Fig. 1.. Catalyst-controlled divergence in cross-[4+2] cycloadditions: Progress, challenges, and our strategy.

(A) Catalyst-controlled diastereodivergent cross-[4+2] cycloadditions. (B) Lewis acid (LA)–enabled regiodivergence in cross-[4+2] cycloadditions of Cp with enones. (C) This work: CPA/Bi(III)-controlled regio- and diastereodivergence in cross-[4+2] cycloadditions. (D) Origin of the switchable regioselectivity and the effect of Bi(III). TS, transition state.

Fig. 2.. Substrate scope of the CPA-catalyzed cross-[4+2] cycloaddition.

Reaction conditions: 1 (0.10 mmol), 2 (0.15 mmol), and C4 (10 mol%) in 2.0 ml of toluene at −10°C for 1.5 to 4 hours; isolated yield.

Fig. 3.. Substrate scope of the Bi(III)-catalyzed cross [2+4] cycloaddition.

Reaction conditions: 1 (0.10 mmol), 2 (0.15 mmol), Bi(OTf)₃ (10 mol%), and C2 (10 mol%) in toluene (2.0 ml) at room temperature (r.t.) for 5 to 30 min; isolated yield. Asterisk (*) means at 0°C.

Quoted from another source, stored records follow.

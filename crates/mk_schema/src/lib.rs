#![doc = include_str!("../README.md")]
#![cfg_attr(docsrs, feature(doc_cfg))]

// -----------------------------------------------------------------------------
// Extern Self

// Generated code names this crate `mk_schema`; inside the crate itself that
// name must resolve as well.
extern crate self as mk_schema;

// -----------------------------------------------------------------------------
// Modules

mod error;
mod macros;
mod mapper;
mod options;

pub mod de;
pub mod info;
pub mod registry;
pub mod ser;
pub mod value;
pub mod wire;

#[cfg(test)]
mod fixtures;

// -----------------------------------------------------------------------------
// Top-Level exports

#[doc(hidden)]
pub mod __macro_exports {
    pub use serde_json::Value;

    #[cfg(feature = "auto_register")]
    pub use crate::registry::AutoRegistration;
    #[cfg(feature = "auto_register")]
    pub use inventory;
}

pub use mk_schema_derive as derive;
pub use mk_schema_derive::Schema;

pub use error::{ConfigurationError, DecodeError, EncodeError, JsonPath, kind_of};
pub use info::{Mapped, Schema, SchemaType, TypeKey, ViewContext, ViewContexts};
pub use mapper::Mapper;
pub use options::MappingOptions;
pub use registry::{Discriminator, Resolution, SchemaRegistry, SchemaRegistryArc};
pub use value::{ChangeSet, Dynamic, OpenMap, Primitive};
pub use wire::Wire;
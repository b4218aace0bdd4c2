//! Hash containers used by the registry.
//!
//! `TypeId` keys are already well distributed, so [`TypeIdMap`] passes them
//! through a no-op hasher. Name indices use `foldhash` with a fixed seed.

use core::any::TypeId;
use core::hash::{BuildHasher, Hasher};

use foldhash::fast::{FixedState, FoldHasher};
use hashbrown::hash_map::Entry;

// -----------------------------------------------------------------------------
// Hash states

const FIXED_HASH_STATE: FixedState = FixedState::with_seed(0x6D6B_5F73_6368_656D);

/// Hash state with a fixed seed, for name indices.
#[derive(Copy, Clone, Default, Debug)]
pub struct FixedHashState;

impl BuildHasher for FixedHashState {
    type Hasher = FoldHasher<'static>;

    #[inline(always)]
    fn build_hasher(&self) -> Self::Hasher {
        FIXED_HASH_STATE.build_hasher()
    }
}

#[derive(Copy, Clone, Default, Debug)]
pub struct NoOpHasher {
    hash: u64,
}

impl Hasher for NoOpHasher {
    #[inline]
    fn finish(&self) -> u64 {
        self.hash
    }

    fn write(&mut self, bytes: &[u8]) {
        for byte in bytes.iter().rev() {
            self.hash = self.hash.rotate_left(8).wrapping_add(*byte as u64);
        }
    }

    #[inline]
    fn write_u64(&mut self, i: u64) {
        self.hash = i;
    }
}

/// Hash state passing `u64` input straight through.
#[derive(Copy, Clone, Default, Debug)]
pub struct NoOpHashState;

impl BuildHasher for NoOpHashState {
    type Hasher = NoOpHasher;

    #[inline(always)]
    fn build_hasher(&self) -> Self::Hasher {
        NoOpHasher { hash: 0 }
    }
}

pub type HashMap<K, V> = hashbrown::HashMap<K, V, FixedHashState>;
pub type HashSet<K> = hashbrown::HashSet<K, FixedHashState>;

// -----------------------------------------------------------------------------
// TypeIdMap

/// A map keyed by [`TypeId`].
pub struct TypeIdMap<V>(hashbrown::HashMap<TypeId, V, NoOpHashState>);

impl<V> Default for TypeIdMap<V> {
    #[inline]
    fn default() -> Self {
        Self::new()
    }
}

impl<V> TypeIdMap<V> {
    #[inline]
    pub const fn new() -> Self {
        Self(hashbrown::HashMap::with_hasher(NoOpHashState))
    }

    /// Inserts the result of `f` if `type_id` is absent.
    ///
    /// Returns `true` if a value was inserted. `f` is only called in that case.
    #[inline]
    pub fn try_insert(&mut self, type_id: TypeId, f: impl FnOnce() -> V) -> bool {
        match self.0.entry(type_id) {
            Entry::Vacant(entry) => {
                entry.insert(f());
                true
            }
            Entry::Occupied(_) => false,
        }
    }

    /// Returns the value for `type_id`, inserting the result of `f` first if absent.
    #[inline]
    pub fn get_or_insert(&mut self, type_id: TypeId, f: impl FnOnce() -> V) -> &mut V {
        match self.0.entry(type_id) {
            Entry::Vacant(entry) => entry.insert(f()),
            Entry::Occupied(entry) => entry.into_mut(),
        }
    }

    #[inline]
    pub fn get(&self, type_id: &TypeId) -> Option<&V> {
        self.0.get(type_id)
    }

    #[inline]
    pub fn get_mut(&mut self, type_id: &TypeId) -> Option<&mut V> {
        self.0.get_mut(type_id)
    }

    #[inline]
    pub fn insert(&mut self, type_id: TypeId, value: V) -> Option<V> {
        self.0.insert(type_id, value)
    }

    #[inline]
    pub fn contains(&self, type_id: &TypeId) -> bool {
        self.0.contains_key(type_id)
    }

    #[inline]
    pub fn len(&self) -> usize {
        self.0.len()
    }

    #[inline]
    pub fn is_empty(&self) -> bool {
        self.0.is_empty()
    }

    #[inline]
    pub fn clear(&mut self) {
        self.0.clear();
    }

    #[inline]
    pub fn values(&self) -> impl Iterator<Item = &V> {
        self.0.values()
    }
}

// -----------------------------------------------------------------------------
// Tests

#[cfg(test)]
mod tests {
    use core::any::TypeId;
    use core::hash::{BuildHasher, Hash, Hasher};

    use super::{NoOpHashState, TypeIdMap};

    #[test]
    fn no_op_hasher_passes_u64_through() {
        let mut hasher = NoOpHashState.build_hasher();
        3_u64.hash(&mut hasher);
        assert_eq!(hasher.finish(), 3);
    }

    #[test]
    fn try_insert_keeps_first_value() {
        let mut map = TypeIdMap::new();
        assert!(map.try_insert(TypeId::of::<u8>(), || 1));
        assert!(!map.try_insert(TypeId::of::<u8>(), || 2));
        assert_eq!(map.get(&TypeId::of::<u8>()), Some(&1));
        assert_eq!(*map.get_or_insert(TypeId::of::<u16>(), || 7), 7);
        assert_eq!(map.len(), 2);
    }
}
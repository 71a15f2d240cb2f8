//! CSV export of cell documents.

use std::io::Write;

use crate::document::CellDocument;

/// Header row of every export.
pub const CSV_HEADER: [&str; 2] = ["Cell ID", "Value"];
/// Suggested download filename.
pub const CSV_FILENAME: &str = "spreadsheet.csv";

/// Write `cells` as two-column CSV, header first, in the given order.
pub fn write_csv<W: Write>(cells: &[CellDocument], writer: W) -> Result<(), csv::Error> {
    let mut csv_writer = csv::WriterBuilder::new()
        .terminator(csv::Terminator::CRLF)
        .from_writer(writer);

    csv_writer.write_record(CSV_HEADER)?;
    for cell in cells {
        csv_writer.write_record([cell.cell_id.as_str(), cell.value.to_string().as_str()])?;
    }

    csv_writer.flush()?;
    Ok(())
}

/// Render `cells` to an in-memory CSV document.
pub fn to_csv_bytes(cells: &[CellDocument]) -> Result<Vec<u8>, csv::Error> {
    let mut buf = Vec::new();
    write_csv(cells, &mut buf)?;
    Ok(buf)
}
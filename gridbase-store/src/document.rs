//! Sheet documents.
//!
//! Two record shapes share one collection:
//! ```text
//! ┌──────────────────────────────┐   ┌──────────────────────────────┐
//! │ CellDocument                 │   │ MetaDocument (singleton)     │
//! │   cell_id  "A1"              │   │   rows     Option<u32>       │
//! │   value    "hello" | 5 | ... │   │   columns  Option<u32>       │
//! └──────────────┬───────────────┘   └──────────────┬───────────────┘
//!                │      StoredDocument (type tag)   │
//!                └──────────────┬───────────────────┘
//!                               ▼
//!              { "type": "cell" | "meta", ... }  (JSON)
//! ```
//!
//! Only the storage layer sees [`StoredDocument`]; the service works with the
//! two typed records directly.

use serde::{Deserialize, Serialize};
use std::fmt;

/// Row count reported when no metadata has been stored.
pub const DEFAULT_ROWS: u32 = 10;
/// Column count reported when no metadata has been stored.
pub const DEFAULT_COLUMNS: u32 = 10;

/// Key of the metadata singleton.
pub(crate) const META_KEY: &str = "meta";
/// Key prefix for cell documents.
pub(crate) const CELL_KEY_PREFIX: &str = "cell:";

/// Raw scalar content of a cell. No formula evaluation happens anywhere.
#[derive(Debug, Clone, PartialEq, Serialize, Deserialize)]
#[serde(untagged)]
pub enum CellValue {
    Bool(bool),
    Number(serde_json::Number),
    Text(String),
}

impl CellValue {
    /// Convert an arbitrary JSON value, rejecting `null`, arrays and objects.
    pub fn from_json(value: serde_json::Value) -> Option<Self> {
        match value {
            serde_json::Value::Bool(b) => Some(CellValue::Bool(b)),
            serde_json::Value::Number(n) => Some(CellValue::Number(n)),
            serde_json::Value::String(s) => Some(CellValue::Text(s)),
            serde_json::Value::Null
            | serde_json::Value::Array(_)
            | serde_json::Value::Object(_) => None,
        }
    }
}

impl From<&str> for CellValue {
    fn from(s: &str) -> Self {
        CellValue::Text(s.to_string())
    }
}

impl From<String> for CellValue {
    fn from(s: String) -> Self {
        CellValue::Text(s)
    }
}

impl From<i64> for CellValue {
    fn from(n: i64) -> Self {
        CellValue::Number(n.into())
    }
}

impl From<i32> for CellValue {
    fn from(n: i32) -> Self {
        CellValue::Number(n.into())
    }
}

impl From<bool> for CellValue {
    fn from(b: bool) -> Self {
        CellValue::Bool(b)
    }
}

impl fmt::Display for CellValue {
    fn fmt(&self, f: &mut fmt::Formatter<'_>) -> fmt::Result {
        match self {
            CellValue::Bool(b) => write!(f, "{b}"),
            CellValue::Number(n) => write!(f, "{n}"),
            CellValue::Text(s) => f.write_str(s),
        }
    }
}

/// A single grid cell. At most one exists per `cell_id`.
#[derive(Debug, Clone, PartialEq, Serialize, Deserialize)]
pub struct CellDocument {
    pub cell_id: String,
    pub value: CellValue,
}

impl CellDocument {
    pub fn new(cell_id: impl Into<String>, value: impl Into<CellValue>) -> Self {
        Self {
            cell_id: cell_id.into(),
            value: value.into(),
        }
    }
}

/// Sheet dimensions as written by the client. Missing fields stay `None`;
/// defaults are applied on read via [`MetaDocument::dimensions`].
#[derive(Debug, Clone, Copy, Default, PartialEq, Eq, Serialize, Deserialize)]
pub struct MetaDocument {
    pub rows: Option<u32>,
    pub columns: Option<u32>,
}

impl MetaDocument {
    pub fn new(rows: Option<u32>, columns: Option<u32>) -> Self {
        Self { rows, columns }
    }

    /// Resolve to concrete dimensions, substituting defaults for unset fields.
    pub fn dimensions(&self) -> SheetDimensions {
        SheetDimensions {
            rows: self.rows.unwrap_or(DEFAULT_ROWS),
            columns: self.columns.unwrap_or(DEFAULT_COLUMNS),
        }
    }
}

/// Resolved sheet size returned by `load-cells`.
#[derive(Debug, Clone, Copy, PartialEq, Eq, Serialize, Deserialize)]
pub struct SheetDimensions {
    pub rows: u32,
    pub columns: u32,
}

impl Default for SheetDimensions {
    fn default() -> Self {
        Self {
            rows: DEFAULT_ROWS,
            columns: DEFAULT_COLUMNS,
        }
    }
}

/// Storage-level envelope carrying the `type` discriminator.
#[derive(Debug, Clone, PartialEq, Serialize, Deserialize)]
#[serde(tag = "type", rename_all = "lowercase")]
pub enum StoredDocument {
    Cell(CellDocument),
    Meta(MetaDocument),
}

impl StoredDocument {
    /// Collection key: `cell:<cell_id>` for cells, `meta` for the singleton.
    pub fn key(&self) -> String {
        match self {
            StoredDocument::Cell(cell) => cell_key(&cell.cell_id),
            StoredDocument::Meta(_) => META_KEY.to_string(),
        }
    }

    pub fn encode(&self) -> Result<Vec<u8>, serde_json::Error> {
        serde_json::to_vec(self)
    }

    pub fn decode(bytes: &[u8]) -> Result<Self, serde_json::Error> {
        serde_json::from_slice(bytes)
    }
}

pub(crate) fn cell_key(cell_id: &str) -> String {
    format!("{CELL_KEY_PREFIX}{cell_id}")
}
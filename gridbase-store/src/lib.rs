//! # gridbase-store: Backing store for the Gridbase collaborative sheet
//!
//! Persists cell values and sheet dimensions and serves them over HTTP.
//!
//! ## Architecture
//!
//! ```text
//! ┌─────────────┐      HTTP/JSON      ┌─────────────┐
//! │ Browser grid│ ◄─────────────────► │ SheetServer │
//! │ (external)  │      CSV export     │ (axum)      │
//! └─────────────┘                     └──────┬──────┘
//!                                            │
//!                                            ▼
//!                                     ┌─────────────┐
//!                                     │SheetService │
//!                                     │ (stateless) │
//!                                     └──────┬──────┘
//!                                            │ Arc<dyn SheetStore>
//!                                    ┌───────┴───────┐
//!                                    ▼               ▼
//!                             RocksSheetStore  MemorySheetStore
//! ```
//!
//! ## Modules
//!
//! - [`document`]: Cell and metadata records, storage envelope
//! - [`storage`]: `SheetStore` trait with RocksDB and in-memory backends
//! - [`service`]: Load / update / delete / export operations
//! - [`export`]: CSV rendering
//! - [`server`]: HTTP routes and error mapping

pub mod document;
pub mod export;
pub mod server;
pub mod service;
pub mod storage;

// Re-exports for convenience
pub use document::{CellDocument, CellValue, MetaDocument, SheetDimensions};
pub use server::{ApiError, ErrorResponse, ServerConfig, SheetServer, StatusResponse};
pub use service::{
    ServiceError, SheetService, SheetSnapshot, UpdateCellRequest, UpdateMetaRequest,
};
pub use storage::{
    MemorySheetStore, RocksSheetStore, SheetStore, StoreConfig, StoreError, StoreResult,
};
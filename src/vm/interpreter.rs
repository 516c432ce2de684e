// src/vm/interpreter.rs

//! Defines the `RevVm` interpreter.

use super::program::{Instruction, Program};
use crate::core::{BitState, QubitId, Register, RevqError};
use crate::simulation::engine::BitEngine;
use std::collections::HashMap;
use tracing::trace;

/// A classical-basis virtual machine for reversible instruction streams.
///
/// Executes [`Program`]s (or raw captured instruction logs) against a
/// [`BitState`] of `capacity` qubits, storing `Read` results in named
/// classical registers. With allocation debugging enabled it also checks the
/// ancilla contract: qubits must be free and |0⟩ when allocated, and back at
/// |0⟩ when released.
///
/// # Examples
///
/// ```
/// # use revq::{Instruction, ProgramBuilder, RevVm, RevqError};
/// # use revq::core::{QubitId, Register};
/// # use revq::operations::Gate;
/// # fn main() -> Result<(), RevqError> {
/// let x = Register::new("x", vec![QubitId(0), QubitId(1)]);
/// let program = ProgramBuilder::new()
///     .add(Instruction::Allocate { register: x.clone() })
///     .add(Instruction::Write { qubits: x.qubits().to_vec(), value: 1 })
///     .add(Instruction::Gate(Gate::controlled_not(QubitId(1), vec![QubitId(0)])?))
///     .add(Instruction::Read { qubits: x.qubits().to_vec(), register: "x".to_string() })
///     .build()?;
///
/// let mut vm = RevVm::new(4).with_allocation_debugging(true);
/// vm.run(&program)?;
/// assert_eq!(vm.get_classical_register("x"), 3);
/// # Ok(())
/// # }
/// ```
#[derive(Debug)]
pub struct RevVm {
    capacity: usize,
    engine: BitEngine,
    allocated: Vec<bool>,
    /// Named classical registers holding u64 values.
    classical_memory: HashMap<String, u64>,
    allocation_debugging: bool,
}

impl RevVm {
    /// Creates a VM over `capacity` qubits, all |0⟩ and unallocated.
    pub fn new(capacity: usize) -> Self {
        Self {
            capacity,
            engine: BitEngine::init(BitState::zeros(capacity)),
            allocated: vec![false; capacity],
            classical_memory: HashMap::new(),
            allocation_debugging: false,
        }
    }

    /// Enables checking of allocation and release cleanliness.
    pub fn with_allocation_debugging(mut self, enabled: bool) -> Self {
        self.allocation_debugging = enabled;
        self
    }

    /// Resets qubits, allocations and classical memory.
    fn reset(&mut self) {
        self.engine = BitEngine::init(BitState::zeros(self.capacity));
        self.allocated = vec![false; self.capacity];
        self.classical_memory.clear();
    }

    /// Runs a `Program` from a clean VM state.
    ///
    /// # Returns
    /// * `Ok(())` once every instruction executed.
    /// * `Err(RevqError)` at the first failing instruction.
    pub fn run(&mut self, program: &Program) -> Result<(), RevqError> {
        self.reset();
        let mut pc = 0;
        while let Some(instruction) = program.get_instruction(pc) {
            trace!(pc, %instruction, "execute");
            self.execute(instruction)?;
            pc += 1;
        }
        Ok(())
    }

    /// Executes `instructions` against the current state without resetting.
    pub fn replay(&mut self, instructions: &[Instruction]) -> Result<(), RevqError> {
        for (pc, instruction) in instructions.iter().enumerate() {
            trace!(pc, %instruction, "replay");
            self.execute(instruction)?;
        }
        Ok(())
    }

    fn execute(&mut self, instruction: &Instruction) -> Result<(), RevqError> {
        match instruction {
            Instruction::Allocate { register } => self.allocate(register),
            Instruction::Release { register } => self.release(register),
            Instruction::Gate(gate) => self.engine.apply_gate(gate),
            Instruction::Write { qubits, value } => self.engine.state_mut().write(qubits, *value),
            Instruction::Read { qubits, register } => {
                let value = self.engine.state().read(qubits)?;
                self.classical_memory.insert(register.clone(), value);
                Ok(())
            }
            Instruction::Label(_) => Ok(()),
        }
    }

    fn slot(&self, qubit: QubitId) -> Result<usize, RevqError> {
        let i = qubit.index();
        if i >= self.capacity {
            return Err(RevqError::resource(format!(
                "{} is beyond VM capacity {}",
                qubit, self.capacity
            )));
        }
        Ok(i)
    }

    fn allocate(&mut self, register: &Register) -> Result<(), RevqError> {
        for q in register.iter() {
            let i = self.slot(q)?;
            if self.allocation_debugging {
                if self.allocated[i] {
                    return Err(RevqError::resource(format!(
                        "allocating '{}': {} is already allocated",
                        register.name(),
                        q
                    )));
                }
                if self.engine.state().get(q)? {
                    return Err(RevqError::resource(format!(
                        "allocating '{}': {} is not in |0⟩",
                        register.name(),
                        q
                    )));
                }
            }
            self.allocated[i] = true;
        }
        Ok(())
    }

    fn release(&mut self, register: &Register) -> Result<(), RevqError> {
        for q in register.iter() {
            let i = self.slot(q)?;
            if self.allocation_debugging {
                if !self.allocated[i] {
                    return Err(RevqError::resource(format!(
                        "releasing '{}': {} is not allocated",
                        register.name(),
                        q
                    )));
                }
                if self.engine.state().get(q)? {
                    return Err(RevqError::invariant(format!(
                        "releasing '{}': {} was not returned to |0⟩",
                        register.name(),
                        q
                    )));
                }
            }
            self.allocated[i] = false;
        }
        Ok(())
    }

    /// Gets the value of a classical register, 0 if never written.
    pub fn get_classical_register(&self, name: &str) -> u64 {
        self.classical_memory.get(name).copied().unwrap_or(0)
    }

    /// Provides read-only access to the entire classical memory map.
    pub fn get_classical_memory(&self) -> &HashMap<String, u64> {
        &self.classical_memory
    }

    /// Number of qubits currently allocated.
    pub fn allocated_count(&self) -> usize {
        self.allocated.iter().filter(|a| **a).count()
    }

    /// Current qubit values.
    pub fn state(&self) -> &BitState {
        self.engine.state()
    }
}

Fig. 4.. Synthetic transformations, scale-up reactions, and divergent synthesis of six isomers.

(A) Scale-up reactions. (B) Synthetic transformations of [4+2] and [2+4] cycloadducts. (C) Regio- and stereodivergent synthesis of six isomers from 1a and 2. THF, tetrahydrofuran. TBAT, tetrabutylammonium difluorotriphenylsilicate.

Fig. 5.. Evaluation of the antitumor activity of 3as and stereoisomers.

(A) IC₅₀ values of the 3as series in tumor cells were determined using the MTT assay. (B to D) Cell scratch assay demonstrated that 3as significantly inhibited the migration of TNBC cells, with corresponding quantitative data provided. Scale bars, 400 μm. (E and F) Colony formation assay confirmed that 3as effectively suppressed the proliferation of TNBC cells, with corresponding quantitative data provided. (G and H) Transwell analysis revealed that 3as exhibited antimigratory activity against TNBC cells, with corresponding quantitative data provided. (I and J) WB experiments indicated that 3as modulated the expression of proteins associated with tumor metastasis and apoptosis, with glyceraldehyde-3-phosphate dehydrogenase (GAPDH) serving as a loading control. (K and L) Immunofluorescence staining further validated that 3as regulated the expression of E-cadherin and MMP9, key markers of tumor metastasis. Scale bars, 20 μm. Data are presented as the means ± SEM. Results are consistent with at least three independent experiments. ns, not significant; *P < 0.05, **P < 0.01, ***P < 0.001, and ****P < 0.0001. Statistical significance was determined relative to the appropriate control groups.

Fig. 6.. Mechanistic investigations.

(A) Interconversion experiments. (B) Nonlinear effect experiment. (C) DFT calculations of the catalyst-controlled regiodivergent reactions between 1a and 2a.